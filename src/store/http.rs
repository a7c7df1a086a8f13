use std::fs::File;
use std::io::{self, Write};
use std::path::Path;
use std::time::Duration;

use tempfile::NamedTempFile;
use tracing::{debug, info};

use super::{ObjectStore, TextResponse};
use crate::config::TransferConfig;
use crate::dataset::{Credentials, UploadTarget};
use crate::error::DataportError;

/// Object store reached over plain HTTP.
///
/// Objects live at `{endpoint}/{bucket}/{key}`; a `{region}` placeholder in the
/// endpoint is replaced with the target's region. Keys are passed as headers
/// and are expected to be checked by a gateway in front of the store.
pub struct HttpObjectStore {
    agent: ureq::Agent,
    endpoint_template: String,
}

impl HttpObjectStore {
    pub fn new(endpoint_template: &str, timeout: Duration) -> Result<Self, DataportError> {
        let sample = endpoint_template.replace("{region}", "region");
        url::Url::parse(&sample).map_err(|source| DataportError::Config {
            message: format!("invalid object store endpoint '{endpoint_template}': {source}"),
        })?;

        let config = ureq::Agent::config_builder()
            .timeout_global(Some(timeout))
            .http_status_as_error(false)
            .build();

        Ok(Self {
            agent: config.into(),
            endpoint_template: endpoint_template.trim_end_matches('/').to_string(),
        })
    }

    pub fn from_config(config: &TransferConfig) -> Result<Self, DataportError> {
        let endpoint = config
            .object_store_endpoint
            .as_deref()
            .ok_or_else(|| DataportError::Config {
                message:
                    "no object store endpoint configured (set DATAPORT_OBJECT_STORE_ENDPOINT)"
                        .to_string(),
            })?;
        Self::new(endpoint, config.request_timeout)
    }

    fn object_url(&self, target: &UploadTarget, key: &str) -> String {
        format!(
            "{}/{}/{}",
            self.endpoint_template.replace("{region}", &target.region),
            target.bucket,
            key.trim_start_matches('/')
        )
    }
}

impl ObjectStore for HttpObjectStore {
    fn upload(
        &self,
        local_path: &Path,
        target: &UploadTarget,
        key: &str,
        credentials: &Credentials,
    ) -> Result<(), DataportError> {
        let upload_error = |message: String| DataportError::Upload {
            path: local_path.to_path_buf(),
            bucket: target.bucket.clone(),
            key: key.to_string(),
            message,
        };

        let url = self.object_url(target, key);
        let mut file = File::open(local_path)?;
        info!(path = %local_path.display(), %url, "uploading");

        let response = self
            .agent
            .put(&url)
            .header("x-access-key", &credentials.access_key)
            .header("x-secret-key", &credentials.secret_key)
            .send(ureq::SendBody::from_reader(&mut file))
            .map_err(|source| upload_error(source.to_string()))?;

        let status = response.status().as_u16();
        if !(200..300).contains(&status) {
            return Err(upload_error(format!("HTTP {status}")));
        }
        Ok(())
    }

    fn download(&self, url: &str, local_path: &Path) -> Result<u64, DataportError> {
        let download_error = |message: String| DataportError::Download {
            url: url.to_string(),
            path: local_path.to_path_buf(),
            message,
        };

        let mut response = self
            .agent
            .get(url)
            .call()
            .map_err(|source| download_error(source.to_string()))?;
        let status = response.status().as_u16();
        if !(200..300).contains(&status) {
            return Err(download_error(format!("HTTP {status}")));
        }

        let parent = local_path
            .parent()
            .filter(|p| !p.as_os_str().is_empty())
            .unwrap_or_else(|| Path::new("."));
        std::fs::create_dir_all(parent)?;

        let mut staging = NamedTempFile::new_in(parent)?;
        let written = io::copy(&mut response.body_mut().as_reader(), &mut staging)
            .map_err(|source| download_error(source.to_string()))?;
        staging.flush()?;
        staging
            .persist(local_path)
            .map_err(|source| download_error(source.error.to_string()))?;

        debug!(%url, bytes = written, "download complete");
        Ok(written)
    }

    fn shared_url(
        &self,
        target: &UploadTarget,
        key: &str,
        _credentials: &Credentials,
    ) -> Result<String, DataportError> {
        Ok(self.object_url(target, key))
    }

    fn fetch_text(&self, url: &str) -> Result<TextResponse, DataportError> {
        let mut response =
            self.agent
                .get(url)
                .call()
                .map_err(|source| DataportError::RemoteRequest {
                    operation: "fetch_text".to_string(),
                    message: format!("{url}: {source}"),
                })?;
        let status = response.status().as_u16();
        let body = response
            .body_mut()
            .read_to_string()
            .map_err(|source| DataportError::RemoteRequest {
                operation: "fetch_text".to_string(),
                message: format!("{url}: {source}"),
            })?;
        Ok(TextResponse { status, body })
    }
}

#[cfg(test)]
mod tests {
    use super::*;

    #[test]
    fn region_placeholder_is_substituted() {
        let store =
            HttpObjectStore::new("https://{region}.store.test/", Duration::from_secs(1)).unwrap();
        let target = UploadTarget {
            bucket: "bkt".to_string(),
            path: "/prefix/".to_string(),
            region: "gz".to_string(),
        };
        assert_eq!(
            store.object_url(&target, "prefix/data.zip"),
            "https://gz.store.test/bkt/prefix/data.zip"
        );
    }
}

= = = = =

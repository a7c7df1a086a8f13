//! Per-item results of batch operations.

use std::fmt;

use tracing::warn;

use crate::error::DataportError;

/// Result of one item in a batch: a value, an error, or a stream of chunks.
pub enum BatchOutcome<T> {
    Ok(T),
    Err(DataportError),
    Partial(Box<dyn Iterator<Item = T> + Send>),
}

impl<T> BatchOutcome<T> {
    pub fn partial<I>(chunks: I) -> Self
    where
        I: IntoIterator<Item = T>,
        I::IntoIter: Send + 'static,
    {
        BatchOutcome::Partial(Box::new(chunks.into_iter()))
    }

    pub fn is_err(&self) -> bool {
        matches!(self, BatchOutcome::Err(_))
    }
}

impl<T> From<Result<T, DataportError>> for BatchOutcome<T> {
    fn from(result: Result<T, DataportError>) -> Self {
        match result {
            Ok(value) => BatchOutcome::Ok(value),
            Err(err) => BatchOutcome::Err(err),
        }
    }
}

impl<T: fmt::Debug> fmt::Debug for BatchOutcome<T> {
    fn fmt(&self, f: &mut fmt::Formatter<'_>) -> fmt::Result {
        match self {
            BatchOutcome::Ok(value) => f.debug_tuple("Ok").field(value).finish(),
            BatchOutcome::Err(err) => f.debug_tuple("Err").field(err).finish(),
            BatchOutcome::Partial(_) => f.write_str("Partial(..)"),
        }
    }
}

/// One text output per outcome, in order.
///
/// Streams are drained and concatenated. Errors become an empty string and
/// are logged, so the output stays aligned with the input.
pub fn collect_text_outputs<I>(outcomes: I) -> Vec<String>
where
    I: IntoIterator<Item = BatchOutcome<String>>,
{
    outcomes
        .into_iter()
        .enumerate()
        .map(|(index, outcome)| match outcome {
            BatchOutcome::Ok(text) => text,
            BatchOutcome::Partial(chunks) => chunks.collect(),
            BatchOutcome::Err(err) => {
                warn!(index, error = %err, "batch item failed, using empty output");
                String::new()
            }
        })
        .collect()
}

= = = = =

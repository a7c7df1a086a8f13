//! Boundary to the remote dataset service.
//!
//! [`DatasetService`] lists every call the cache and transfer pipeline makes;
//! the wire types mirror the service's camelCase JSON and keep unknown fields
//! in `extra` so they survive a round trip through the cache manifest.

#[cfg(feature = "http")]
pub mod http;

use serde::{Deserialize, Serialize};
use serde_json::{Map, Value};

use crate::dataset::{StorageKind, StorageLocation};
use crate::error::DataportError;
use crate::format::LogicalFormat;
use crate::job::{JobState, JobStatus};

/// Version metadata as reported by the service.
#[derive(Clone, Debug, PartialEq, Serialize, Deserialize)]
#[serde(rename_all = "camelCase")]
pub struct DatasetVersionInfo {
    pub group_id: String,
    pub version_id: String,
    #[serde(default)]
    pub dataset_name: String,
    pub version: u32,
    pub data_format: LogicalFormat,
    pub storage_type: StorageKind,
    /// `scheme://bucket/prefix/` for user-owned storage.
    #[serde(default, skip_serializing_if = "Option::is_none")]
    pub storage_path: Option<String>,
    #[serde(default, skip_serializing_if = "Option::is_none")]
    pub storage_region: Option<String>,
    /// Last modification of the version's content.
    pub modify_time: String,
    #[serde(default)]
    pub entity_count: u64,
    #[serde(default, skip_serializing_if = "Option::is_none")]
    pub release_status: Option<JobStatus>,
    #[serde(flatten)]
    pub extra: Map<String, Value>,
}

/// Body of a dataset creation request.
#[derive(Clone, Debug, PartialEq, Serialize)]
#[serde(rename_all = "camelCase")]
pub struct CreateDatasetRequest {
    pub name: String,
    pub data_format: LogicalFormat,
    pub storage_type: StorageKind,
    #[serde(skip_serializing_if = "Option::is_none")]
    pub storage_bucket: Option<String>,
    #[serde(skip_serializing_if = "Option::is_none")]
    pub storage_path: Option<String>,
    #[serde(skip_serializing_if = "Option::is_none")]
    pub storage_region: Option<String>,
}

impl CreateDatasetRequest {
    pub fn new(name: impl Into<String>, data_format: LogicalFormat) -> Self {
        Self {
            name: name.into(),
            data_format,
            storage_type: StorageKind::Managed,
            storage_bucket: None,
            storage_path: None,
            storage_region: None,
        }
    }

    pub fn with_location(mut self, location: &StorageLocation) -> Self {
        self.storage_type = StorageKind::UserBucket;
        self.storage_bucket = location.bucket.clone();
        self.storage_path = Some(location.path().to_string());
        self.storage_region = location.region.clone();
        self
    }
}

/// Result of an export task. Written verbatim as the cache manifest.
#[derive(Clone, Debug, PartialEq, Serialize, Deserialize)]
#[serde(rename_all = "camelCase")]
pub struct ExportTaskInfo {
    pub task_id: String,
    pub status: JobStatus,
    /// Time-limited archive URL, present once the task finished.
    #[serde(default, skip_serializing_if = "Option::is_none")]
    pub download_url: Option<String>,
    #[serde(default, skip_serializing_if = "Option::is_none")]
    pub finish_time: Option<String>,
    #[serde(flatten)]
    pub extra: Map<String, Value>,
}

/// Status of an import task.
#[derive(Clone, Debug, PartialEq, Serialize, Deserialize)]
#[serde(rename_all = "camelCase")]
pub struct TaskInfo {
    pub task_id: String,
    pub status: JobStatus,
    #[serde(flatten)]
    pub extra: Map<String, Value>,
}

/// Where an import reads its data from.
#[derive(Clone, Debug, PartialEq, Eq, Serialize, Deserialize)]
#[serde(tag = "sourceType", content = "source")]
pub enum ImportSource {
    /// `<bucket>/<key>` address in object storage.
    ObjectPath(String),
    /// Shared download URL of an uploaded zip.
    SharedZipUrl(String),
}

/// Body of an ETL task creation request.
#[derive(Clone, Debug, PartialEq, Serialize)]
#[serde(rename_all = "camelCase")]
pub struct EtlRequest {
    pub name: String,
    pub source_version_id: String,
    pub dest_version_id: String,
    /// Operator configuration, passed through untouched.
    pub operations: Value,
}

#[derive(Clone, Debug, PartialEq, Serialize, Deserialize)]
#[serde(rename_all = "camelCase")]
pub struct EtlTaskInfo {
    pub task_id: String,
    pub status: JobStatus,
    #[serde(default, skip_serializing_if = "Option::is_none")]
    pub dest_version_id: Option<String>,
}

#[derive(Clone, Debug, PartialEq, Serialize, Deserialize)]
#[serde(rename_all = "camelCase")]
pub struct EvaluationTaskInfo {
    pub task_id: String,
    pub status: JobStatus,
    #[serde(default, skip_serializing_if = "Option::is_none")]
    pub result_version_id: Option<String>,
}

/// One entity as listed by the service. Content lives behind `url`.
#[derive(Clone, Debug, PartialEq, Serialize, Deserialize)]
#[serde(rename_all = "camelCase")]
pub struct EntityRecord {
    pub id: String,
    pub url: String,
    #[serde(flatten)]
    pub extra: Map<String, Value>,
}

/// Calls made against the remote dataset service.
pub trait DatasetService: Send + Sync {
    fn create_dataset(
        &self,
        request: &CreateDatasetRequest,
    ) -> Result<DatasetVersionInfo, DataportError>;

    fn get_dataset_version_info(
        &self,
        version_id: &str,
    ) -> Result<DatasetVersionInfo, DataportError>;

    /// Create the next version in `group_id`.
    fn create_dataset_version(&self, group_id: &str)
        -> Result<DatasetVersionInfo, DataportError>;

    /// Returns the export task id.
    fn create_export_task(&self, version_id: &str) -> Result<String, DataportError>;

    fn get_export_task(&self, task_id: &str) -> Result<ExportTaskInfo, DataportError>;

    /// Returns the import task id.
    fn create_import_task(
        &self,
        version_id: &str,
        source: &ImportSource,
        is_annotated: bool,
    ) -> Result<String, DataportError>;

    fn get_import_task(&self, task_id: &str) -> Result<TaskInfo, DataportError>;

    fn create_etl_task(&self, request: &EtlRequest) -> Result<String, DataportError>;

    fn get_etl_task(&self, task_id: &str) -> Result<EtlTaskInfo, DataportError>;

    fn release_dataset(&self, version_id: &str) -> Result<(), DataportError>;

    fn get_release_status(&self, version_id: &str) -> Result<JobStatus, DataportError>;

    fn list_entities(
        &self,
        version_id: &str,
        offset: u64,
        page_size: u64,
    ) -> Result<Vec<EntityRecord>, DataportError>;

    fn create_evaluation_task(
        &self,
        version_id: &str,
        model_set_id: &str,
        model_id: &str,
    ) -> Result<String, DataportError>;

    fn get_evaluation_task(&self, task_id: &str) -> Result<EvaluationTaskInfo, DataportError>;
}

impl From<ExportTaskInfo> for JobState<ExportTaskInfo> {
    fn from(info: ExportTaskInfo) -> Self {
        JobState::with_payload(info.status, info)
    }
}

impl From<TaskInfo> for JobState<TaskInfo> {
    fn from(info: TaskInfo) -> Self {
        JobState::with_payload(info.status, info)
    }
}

= = = = =

→ **Assignment**: Count the lines of these entries that hold the string "CreateDatasetRequest", and give only that number.

→ **Answer to the problem**: 3